Convert PNG to WebP.
PNG to WebP with transparency kept — converted locally.
Drop PNG files here
or browse your files
Paste with ⌘V · or drop files anywhere on the page
Files never leave your device. Everything runs in your browser, nothing touches a server — tools you've used even work offline.
Convert PNG images to WebP entirely in your browser — processed on your device, never uploaded. Unlike JPG, WebP keeps transparency fully intact, so logos, UI graphics, and stickers stay see-through while shrinking dramatically. Pick a quality or a target size, convert in batches, and download a ZIP.
How it works
- Drop files anywhere on the page, click to browse, or paste with ⌘V.
- Pick a quality or preset — or set an exact target size and let the tool find it.
- Compress, compare before/after, and download — individually or as a ZIP.
Transparency without PNG’s weight
PNG pays for lossless perfection in bytes; WebP keeps the see-through parts — logos, UI cutouts, stickers — while compressing the rest like a modern format. Graphics routinely land 60–80% smaller with edges just as clean, which is why WebP replaced PNG as the default graphics format of the web.

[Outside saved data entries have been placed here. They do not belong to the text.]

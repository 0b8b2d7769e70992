// File: ./src/model/event.rs
use chrono::{NaiveDate, NaiveTime};
use serde::{Deserialize, Serialize};
use strum::{Display, EnumString};

/// Description used when extraction yields nothing meaningful.
/// Kept in Russian to match the source corpus; the sanitizer treats the
/// English "event" as the same placeholder.
pub const PLACEHOLDER_DESCRIPTION: &str = "Событие";

/// Marker separating a description from a folded-in address.
pub const ADDRESS_SEPARATOR: &str = "| Адрес:";

#[derive(
    Debug, Clone, Copy, PartialEq, Eq, Default, Serialize, Deserialize, Display, EnumString,
)]
#[strum(serialize_all = "lowercase", ascii_case_insensitive)]
#[serde(rename_all = "lowercase")]
pub enum Recurrence {
    #[default]
    Never,
    Daily,
    Weekly,
    Monthly,
    Annual,
}

impl Recurrence {
    /// Parses the wire tag (`never|daily|weekly|monthly|annual`).
    /// The delegated agent occasionally echoes the Russian adverb instead;
    /// those are accepted too. Anything else maps to `Never`.
    pub fn parse_wire(raw: &str) -> Self {
        let low = raw.trim().to_lowercase();
        if let Ok(value) = low.parse::<Recurrence>() {
            return value;
        }
        match low.as_str() {
            "ежедневно" => Self::Daily,
            "еженедельно" => Self::Weekly,
            "ежемесячно" => Self::Monthly,
            "ежегодно" => Self::Annual,
            _ => Self::Never,
        }
    }
}

/// A candidate event produced by any extraction strategy.
///
/// Invariants: `start_time` is always present on a parsed value; `event_date`
/// is always resolved (extractors either default a missing date or drop the
/// candidate, depending on strict mode).
#[derive(Debug, Clone, PartialEq, Eq)]
pub struct ParsedEvent {
    pub event_date: NaiveDate,
    pub start_time: NaiveTime,
    pub stop_time: Option<NaiveTime>,
    pub description: String,
    pub recurrence: Recurrence,
}

impl ParsedEvent {
    /// Canonical deduplication key: (ISO date, HH:MM start, normalized description).
    pub fn dedup_key(&self) -> (String, String, String) {
        (
            self.event_date.format("%Y-%m-%d").to_string(),
            self.start_time.format("%H:%M").to_string(),
            self.description.trim().to_lowercase(),
        )
    }

    /// True when the description is the generic placeholder (either language).
    pub fn has_placeholder_description(&self) -> bool {
        matches!(
            self.description.trim().to_lowercase().as_str(),
            "событие" | "event"
        )
    }
}

fn default_recurrent() -> String {
    "never".to_string()
}

/// Serialized event form: the shape stored inside a pending confirmation and
/// the row shape of the simple-mode agent contract. All fields are defaulted
/// so partially-filled agent rows deserialize; validation happens in
/// [`EventDraft::into_event`].
#[derive(Debug, Clone, PartialEq, Serialize, Deserialize)]
pub struct EventDraft {
    #[serde(default)]
    pub date: String,
    #[serde(default)]
    pub start_time: String,
    #[serde(default)]
    pub end_time: Option<String>,
    #[serde(default)]
    pub description: String,
    #[serde(default, skip_serializing_if = "Option::is_none")]
    pub address: Option<String>,
    #[serde(default = "default_recurrent")]
    pub recurrent: String,
}

fn parse_draft_time(raw: &str) -> Option<NaiveTime> {
    let trimmed = raw.trim();
    NaiveTime::parse_from_str(trimmed, "%H:%M")
        .or_else(|_| NaiveTime::parse_from_str(trimmed, "%H:%M:%S"))
        .ok()
}

impl EventDraft {
    pub fn from_event(event: &ParsedEvent) -> Self {
        Self {
            date: event.event_date.format("%Y-%m-%d").to_string(),
            start_time: event.start_time.format("%H:%M").to_string(),
            end_time: event.stop_time.map(|t| t.format("%H:%M").to_string()),
            description: event.description.clone(),
            address: None,
            recurrent: event.recurrence.to_string(),
        }
    }

    /// Validates the draft into a [`ParsedEvent`].
    ///
    /// A bad date or start time drops the whole row; a bad end time only
    /// drops the end. An `address` field is folded into the description.
    pub fn into_event(self) -> Option<ParsedEvent> {
        let event_date = NaiveDate::parse_from_str(self.date.trim(), "%Y-%m-%d").ok()?;
        let start_time = parse_draft_time(&self.start_time)?;
        let stop_time = self.end_time.as_deref().and_then(parse_draft_time);

        let mut description = self.description.trim().to_string();
        if description.is_empty() {
            description = PLACEHOLDER_DESCRIPTION.to_string();
        }
        if let Some(address) = self.address.as_deref().map(str::trim)
            && !address.is_empty()
        {
            description = format!("{} {} {}", description, ADDRESS_SEPARATOR, address);
        }

        Some(ParsedEvent {
            event_date,
            start_time,
            stop_time,
            description,
            recurrence: Recurrence::parse_wire(&self.recurrent),
        })
    }
}

#[cfg(test)]
mod tests {
    use super::*;

    #[test]
    fn recurrence_wire_tags() {
        assert_eq!(Recurrence::parse_wire("weekly"), Recurrence::Weekly);
        assert_eq!(Recurrence::parse_wire("ANNUAL"), Recurrence::Annual);
        assert_eq!(Recurrence::parse_wire("ежемесячно"), Recurrence::Monthly);
        assert_eq!(Recurrence::parse_wire("whenever"), Recurrence::Never);
    }

    #[test]
    fn draft_address_folding() {
        let draft = EventDraft {
            date: "2026-03-08".into(),
            start_time: "15:00".into(),
            end_time: None,
            description: "Концерт".into(),
            address: Some("Москва, Тверская 1".into()),
            recurrent: "never".into(),
        };
        let event = draft.into_event().unwrap();
        assert_eq!(event.description, "Концерт | Адрес: Москва, Тверская 1");
    }

    #[test]
    fn draft_invalid_start_drops_row() {
        let draft = EventDraft {
            date: "2026-03-08".into(),
            start_time: "25:99".into(),
            end_time: None,
            description: "x".into(),
            address: None,
            recurrent: "never".into(),
        };
        assert!(draft.into_event().is_none());
    }

    #[test]
    fn draft_invalid_end_only_drops_end() {
        let draft = EventDraft {
            date: "2026-03-08".into(),
            start_time: "10:00".into(),
            end_time: Some("later".into()),
            description: "x".into(),
            address: None,
            recurrent: "never".into(),
        };
        let event = draft.into_event().unwrap();
        assert!(event.stop_time.is_none());
    }
}
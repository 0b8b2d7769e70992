// File: ./src/extract/ticket.rs
//! Specialized detector for ticket/poster-style text. Produces at most one
//! event and never partially matches.
use crate::extract::lexicon::{self, RU_MONTHS, TICKET_MARKERS};
use crate::extract::{ExtractContext, Extractor};
use crate::model::{ParsedEvent, Recurrence};
use chrono::{Datelike, Duration, NaiveDate, NaiveTime};
use once_cell::sync::Lazy;
use regex::Regex;

/// Tickets printed for a recent date are left alone instead of being rolled
/// to next year.
const NEAR_PAST_DAYS: i64 = 30;

/// `<day> <RU month genitive> <HH:MM>` as printed on tickets and posters.
static TICKET_DATE_RE: Lazy<Regex> = Lazy::new(|| {
    Regex::new(
        r"\b(\d{1,2})\s+(январ[яь]|феврал[яь]|март[а]?|апрел[яь]|мая|июн[яь]|июл[яь]|август[а]?|сентябр[яь]|октябр[яь]|ноябр[яь]|декабр[яь])\s+([01]?\d|2[0-3])[:.]([0-5]\d)\b",
    )
    .expect("ticket date regex")
});

static VENUE_RE: Lazy<Regex> =
    Lazy::new(|| Regex::new(r"(?i)(клуб[^;\n]+)").expect("venue regex"));

static ADDRESS_RE: Lazy<Regex> =
    Lazy::new(|| Regex::new(r"(?i)(москва[^\n]+)").expect("address regex"));

const TICKET_PLACEHOLDER: &str = "Мероприятие по билету";

pub struct TicketExtractor;

impl Extractor for TicketExtractor {
    fn label(&self) -> &'static str {
        "ticket"
    }

    fn extract(&self, text: &str, ctx: &ExtractContext) -> Vec<ParsedEvent> {
        let low = text.to_lowercase();
        if !lexicon::contains_any(&low, TICKET_MARKERS) {
            return Vec::new();
        }

        let Some(caps) = TICKET_DATE_RE.captures(&low) else {
            return Vec::new();
        };
        let Ok(day) = caps[1].parse::<u32>() else {
            return Vec::new();
        };
        let Some(month) = lexicon::month_by_prefix(RU_MONTHS, &caps[2]) else {
            return Vec::new();
        };
        let Some(start_time) = caps[3]
            .parse::<u32>()
            .ok()
            .zip(caps[4].parse::<u32>().ok())
            .and_then(|(h, m)| NaiveTime::from_hms_opt(h, m, 0))
        else {
            return Vec::new();
        };

        let base = ctx.base_date;
        let Some(mut event_date) = NaiveDate::from_ymd_opt(base.year(), month, day) else {
            return Vec::new();
        };
        // Allow near-past tickets to stand to avoid a wrong year rollover.
        if event_date < base - Duration::days(NEAR_PAST_DAYS) {
            match NaiveDate::from_ymd_opt(base.year() + 1, month, day) {
                Some(next_year) => event_date = next_year,
                None => return Vec::new(),
            }
        }

        let venue = VENUE_RE
            .captures(text)
            .map(|c| c[1].trim().to_string())
            .filter(|v| !v.is_empty());
        let address = ADDRESS_RE
            .captures(text)
            .map(|c| c[1].trim().to_string())
            .filter(|a| !a.is_empty());

        let mut description = venue.unwrap_or_else(|| TICKET_PLACEHOLDER.to_string());
        if let Some(address) = address {
            description = format!("{} | {}", description, address);
        }

        vec![ParsedEvent {
            event_date,
            start_time,
            stop_time: None,
            description,
            recurrence: Recurrence::Never,
        }]
    }
}
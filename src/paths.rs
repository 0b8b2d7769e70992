// File: src/paths.rs
use anyhow::{Context, Result};
use directories::ProjectDirs;
use std::env;
use std::fs;
use std::path::PathBuf;

pub struct AppPaths;

impl AppPaths {
    /// Returns the ProjectDirs struct, common to all path lookups.
    fn get_proj_dirs() -> Option<ProjectDirs> {
        ProjectDirs::from("com", "planera", "planera")
    }

    /// Helper to ensure a directory exists before returning it.
    fn ensure_exists(path: PathBuf) -> Result<PathBuf> {
        if !path.exists() {
            fs::create_dir_all(&path)
                .with_context(|| format!("Failed to create directory: {:?}", path))?;
        }
        Ok(path)
    }

    /// Determines the base directory from environment overrides or OS defaults.
    fn resolve_base(subdir: &str) -> Option<PathBuf> {
        // 1. Test Override
        if let Ok(test_dir) = env::var("PLANERA_TEST_DIR") {
            return Some(PathBuf::from(test_dir));
        }

        // 2. Standard OS location
        let proj = Self::get_proj_dirs()?;

        let dir = match subdir {
            "data" => proj.data_dir(),
            "config" => proj.config_dir(),
            _ => return None,
        };

        Some(dir.to_path_buf())
    }

    pub fn get_data_dir() -> Result<PathBuf> {
        let path = Self::resolve_base("data")
            .ok_or_else(|| anyhow::anyhow!("Could not determine data directory"))?;
        Self::ensure_exists(path)
    }

    pub fn get_config_dir() -> Result<PathBuf> {
        let path = Self::resolve_base("config")
            .ok_or_else(|| anyhow::anyhow!("Could not determine config directory"))?;
        Self::ensure_exists(path)
    }

    pub fn get_config_file_path() -> Result<PathBuf> {
        Ok(Self::get_config_dir()?.join("config.toml"))
    }
}
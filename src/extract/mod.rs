// File: ./src/extract/mod.rs
//! Extraction strategies and the fixed-priority cascade over them.
pub mod lexicon;
pub mod rules;
pub mod sanitize;
pub mod segment;
pub mod ticket;

use crate::model::ParsedEvent;
use chrono::NaiveDate;

pub use rules::RuleExtractor;
pub use ticket::TicketExtractor;

/// Per-call extraction parameters.
#[derive(Debug, Clone, Copy)]
pub struct ExtractContext {
    /// "Today" in the user's timezone; relative dates resolve against this.
    pub base_date: NaiveDate,
    /// When set, a chunk with a time but no explicit date is dropped instead
    /// of defaulting to tomorrow.
    pub strict_dates: bool,
}

impl ExtractContext {
    pub fn new(base_date: NaiveDate) -> Self {
        Self {
            base_date,
            strict_dates: false,
        }
    }

    pub fn strict(base_date: NaiveDate) -> Self {
        Self {
            base_date,
            strict_dates: true,
        }
    }
}

/// A local extraction strategy. Strategies are tried in a fixed order by the
/// [`Cascade`]; adding a strategy does not touch the orchestration logic.
pub trait Extractor {
    fn label(&self) -> &'static str;
    fn extract(&self, text: &str, ctx: &ExtractContext) -> Vec<ParsedEvent>;
}

/// Ordered list of local strategies. The first strategy producing any raw
/// candidates wins; sanitization of the winner is the caller's concern so
/// that an all-garbage result escalates to the delegated extractor rather
/// than falling through to a lower-priority strategy.
pub struct Cascade {
    strategies: Vec<Box<dyn Extractor + Send + Sync>>,
}

impl Cascade {
    pub fn new(strategies: Vec<Box<dyn Extractor + Send + Sync>>) -> Self {
        Self { strategies }
    }

    /// Ticket heuristic first (it never partially matches), then the rule
    /// parser.
    pub fn standard() -> Self {
        Self::new(vec![Box::new(TicketExtractor), Box::new(RuleExtractor)])
    }

    pub fn run(&self, text: &str, ctx: &ExtractContext) -> Vec<ParsedEvent> {
        for strategy in &self.strategies {
            let candidates = strategy.extract(text, ctx);
            if !candidates.is_empty() {
                log::debug!(
                    "extraction strategy '{}' produced {} candidate(s)",
                    strategy.label(),
                    candidates.len()
                );
                return candidates;
            }
        }
        Vec::new()
    }
}

impl Default for Cascade {
    fn default() -> Self {
        Self::standard()
    }
}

Pick the quality by content
Screenshots and UI graphics look identical at quality 80–90; photographic PNGs tolerate less. Quality 100 keeps pixels exact when nothing may shift. And the trip is reversible — WebP to PNG decodes back to lossless PNG whenever an old tool insists on it.
Frequently asked questions
Why convert PNG to WebP?
Same image, much smaller file — graphics and screenshots often shrink 60–80%. WebP keeps transparency, so it replaces PNG on the web without visual compromise.
Is transparency preserved?
Yes — WebP fully supports transparency, so nothing is flattened. This is the key difference from converting to JPG.
Lossy or lossless — what am I getting?
The quality slider drives lossy compression, which is what makes files so small; at 90+ it is visually indistinguishable for most graphics. Judge with the built-in before/after compare.
Do my files leave my device?
No — the pixels never leave your machine. Decoding and re-encoding both happen in your browser; there is no upload to wait for and no server-side copy to worry about afterwards. Want proof? Run one file through, switch your connection off, and run another — it still works.